The data Start Marker

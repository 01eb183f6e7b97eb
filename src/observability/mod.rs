//! Observability subsystem.
//!
//! # Data Flow
//! ```text
//! handler / provider / store
//!     → logging.rs (structured tracing events, request ID in every line)
//!     → metrics.rs (counters and histograms per stage outcome)
//! ```

pub mod logging;
pub mod metrics;

pub use logging::init_logging;
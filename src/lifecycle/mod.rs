//! Lifecycle management subsystem.
//!
//! # Data Flow
//! ```text
//! Startup (main.rs):
//!     Load config → Validate → Init logging/metrics → Bind → Serve
//!
//! Shutdown (shutdown.rs):
//!     Ctrl+C → Shutdown::trigger → new requests abandoned → serve drains → exit
//! ```

pub mod shutdown;

pub use shutdown::{trigger_on_ctrl_c, Shutdown};
//! Exchange-rate domain: quote types, the upstream provider and the store.

pub mod provider;
pub mod store;
pub mod types;

pub use provider::{shared_client, HttpRateProvider, RateProvider};
pub use store::{RateConnection, RateStore, SqliteRateConnection, SqliteRateStore};
pub use types::{PersistedRateRecord, RateEnvelope, RateQuote};
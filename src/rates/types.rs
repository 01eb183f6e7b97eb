//! Exchange-rate data types.

use serde::{Deserialize, Deserializer, Serialize};

use crate::error::{RateError, RateResult};

/// A USD/BRL quote as emitted by the upstream provider.
///
/// Every field is kept as the upstream's text; numeric-looking values are
/// never parsed.
#[derive(Debug, Clone, Default, PartialEq, Eq, Serialize, Deserialize, sqlx::FromRow)]
#[serde(default)]
pub struct RateQuote {
    /// Quoted currency code (e.g. "USD").
    #[serde(deserialize_with = "nullable_text")]
    pub code: String,
    /// Counter currency code (e.g. "BRL").
    #[serde(deserialize_with = "nullable_text")]
    pub codein: String,
    /// Display name (e.g. "Dólar Americano/Real Brasileiro").
    #[serde(deserialize_with = "nullable_text")]
    pub name: String,
    #[serde(deserialize_with = "nullable_text")]
    pub high: String,
    #[serde(deserialize_with = "nullable_text")]
    pub low: String,
    #[serde(rename = "varBid", deserialize_with = "nullable_text")]
    pub var_bid: String,
    #[serde(rename = "pctChange", deserialize_with = "nullable_text")]
    pub pct_change: String,
    /// Price at which the quoted currency can be sold.
    #[serde(deserialize_with = "nullable_text")]
    pub bid: String,
    #[serde(deserialize_with = "nullable_text")]
    pub ask: String,
    /// Unix timestamp of the quote, as text.
    #[serde(deserialize_with = "nullable_text")]
    pub timestamp: String,
    #[serde(deserialize_with = "nullable_text")]
    pub create_date: String,
}

/// `null` reads as empty text.
fn nullable_text<'de, D>(deserializer: D) -> Result<String, D::Error>
where
    D: Deserializer<'de>,
{
    Ok(Option::<String>::deserialize(deserializer)?.unwrap_or_default())
}

/// Top-level upstream document: `{"USDBRL": {...}}`.
#[derive(Debug, Clone, Default, Deserialize)]
#[serde(default)]
pub struct RateEnvelope {
    #[serde(rename = "USDBRL")]
    pub usd_brl: Option<RateQuote>,
}

impl RateEnvelope {
    /// Decode the raw upstream body.
    ///
    /// Missing or `null` values decode as empty text, at any level; only
    /// malformed JSON or a body of the wrong shape is an error.
    pub fn decode(body: &[u8]) -> RateResult<Self> {
        let envelope: Option<Self> =
            serde_json::from_slice(body).map_err(|e| RateError::Decode(e.to_string()))?;
        Ok(envelope.unwrap_or_default())
    }

    /// Take the USD/BRL quote out of the envelope.
    pub fn into_quote(self) -> RateQuote {
        self.usd_brl.unwrap_or_default()
    }
}

/// A quote as stored, with its store-assigned identity.
#[derive(Debug, Clone, PartialEq, Eq, Serialize, sqlx::FromRow)]
pub struct PersistedRateRecord {
    pub id: i64,
    #[sqlx(flatten)]
    #[serde(flatten)]
    pub quote: RateQuote,
}
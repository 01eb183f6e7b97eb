//! HTTP protocol handling subsystem.
//!
//! # Data Flow
//! ```text
//! TCP connection
//!     → server.rs (Axum setup, middleware)
//!     → request.rs (assign request ID)
//!     → quote.rs (cancel check → upstream fetch → persist → bid)
//!     → Send to client
//! ```

pub mod quote;
pub mod request;
pub mod server;

pub use quote::{run_pipeline, PipelineOutcome};
pub use request::X_REQUEST_ID;
pub use server::{AppState, RateServer, COTACAO_PATH};
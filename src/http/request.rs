//! Request identification.
//!
//! Every inbound request gets an `x-request-id` (UUID v4) as early as
//! possible; the same ID is echoed on the response and carried in every log
//! line of the pipeline.

use axum::http::HeaderMap;
use tower_http::request_id::{MakeRequestUuid, PropagateRequestIdLayer, SetRequestIdLayer};

/// Header carrying the request ID.
pub const X_REQUEST_ID: &str = "x-request-id";

/// Layer assigning a fresh ID to requests that arrive without one.
pub fn set_request_id_layer() -> SetRequestIdLayer<MakeRequestUuid> {
    SetRequestIdLayer::x_request_id(MakeRequestUuid)
}

/// Layer copying the request ID onto the response.
pub fn propagate_request_id_layer() -> PropagateRequestIdLayer {
    PropagateRequestIdLayer::x_request_id()
}

/// Read the request ID, or "unknown" when missing or not valid text.
pub fn request_id(headers: &HeaderMap) -> String {
    headers
        .get(X_REQUEST_ID)
        .and_then(|v| v.to_str().ok())
        .unwrap_or("unknown")
        .to_string()
}

#[cfg(test)]
mod tests {
    use super::*;
    use axum::http::HeaderValue;

    #[test]
    fn test_request_id_from_headers() {
        let mut headers = HeaderMap::new();
        assert_eq!(request_id(&headers), "unknown");

        headers.insert(X_REQUEST_ID, HeaderValue::from_static("abc-123"));
        assert_eq!(request_id(&headers), "abc-123");
    }
}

The data End Marker

What is required:
In the listing above, find the line with "pub mod types;" and the line with "pub struct RateEnvelope", then print exactly those two lines and every line between them, and nothing more.

Task result:
pub mod types;

pub use provider::{shared_client, HttpRateProvider, RateProvider};
pub use store::{RateConnection, RateStore, SqliteRateConnection, SqliteRateStore};
pub use types::{PersistedRateRecord, RateEnvelope, RateQuote};
filename src/rates/types.rs
repository 01eb183f6e7b97eb
//! Exchange-rate data types.

use serde::{Deserialize, Deserializer, Serialize};

use crate::error::{RateError, RateResult};

/// A USD/BRL quote as emitted by the upstream provider.
///
/// Every field is kept as the upstream's text; numeric-looking values are
/// never parsed.
#[derive(Debug, Clone, Default, PartialEq, Eq, Serialize, Deserialize, sqlx::FromRow)]
#[serde(default)]
pub struct RateQuote {
    /// Quoted currency code (e.g. "USD").
    #[serde(deserialize_with = "nullable_text")]
    pub code: String,
    /// Counter currency code (e.g. "BRL").
    #[serde(deserialize_with = "nullable_text")]
    pub codein: String,
    /// Display name (e.g. "Dólar Americano/Real Brasileiro").
    #[serde(deserialize_with = "nullable_text")]
    pub name: String,
    #[serde(deserialize_with = "nullable_text")]
    pub high: String,
    #[serde(deserialize_with = "nullable_text")]
    pub low: String,
    #[serde(rename = "varBid", deserialize_with = "nullable_text")]
    pub var_bid: String,
    #[serde(rename = "pctChange", deserialize_with = "nullable_text")]
    pub pct_change: String,
    /// Price at which the quoted currency can be sold.
    #[serde(deserialize_with = "nullable_text")]
    pub bid: String,
    #[serde(deserialize_with = "nullable_text")]
    pub ask: String,
    /// Unix timestamp of the quote, as text.
    #[serde(deserialize_with = "nullable_text")]
    pub timestamp: String,
    #[serde(deserialize_with = "nullable_text")]
    pub create_date: String,
}

/// `null` reads as empty text.
fn nullable_text<'de, D>(deserializer: D) -> Result<String, D::Error>
where
    D: Deserializer<'de>,
{
    Ok(Option::<String>::deserialize(deserializer)?.unwrap_or_default())
}

/// Top-level upstream document: `{"USDBRL": {...}}`.
#[derive(Debug, Clone, Default, Deserialize)]
#[serde(default)]
pub struct RateEnvelope {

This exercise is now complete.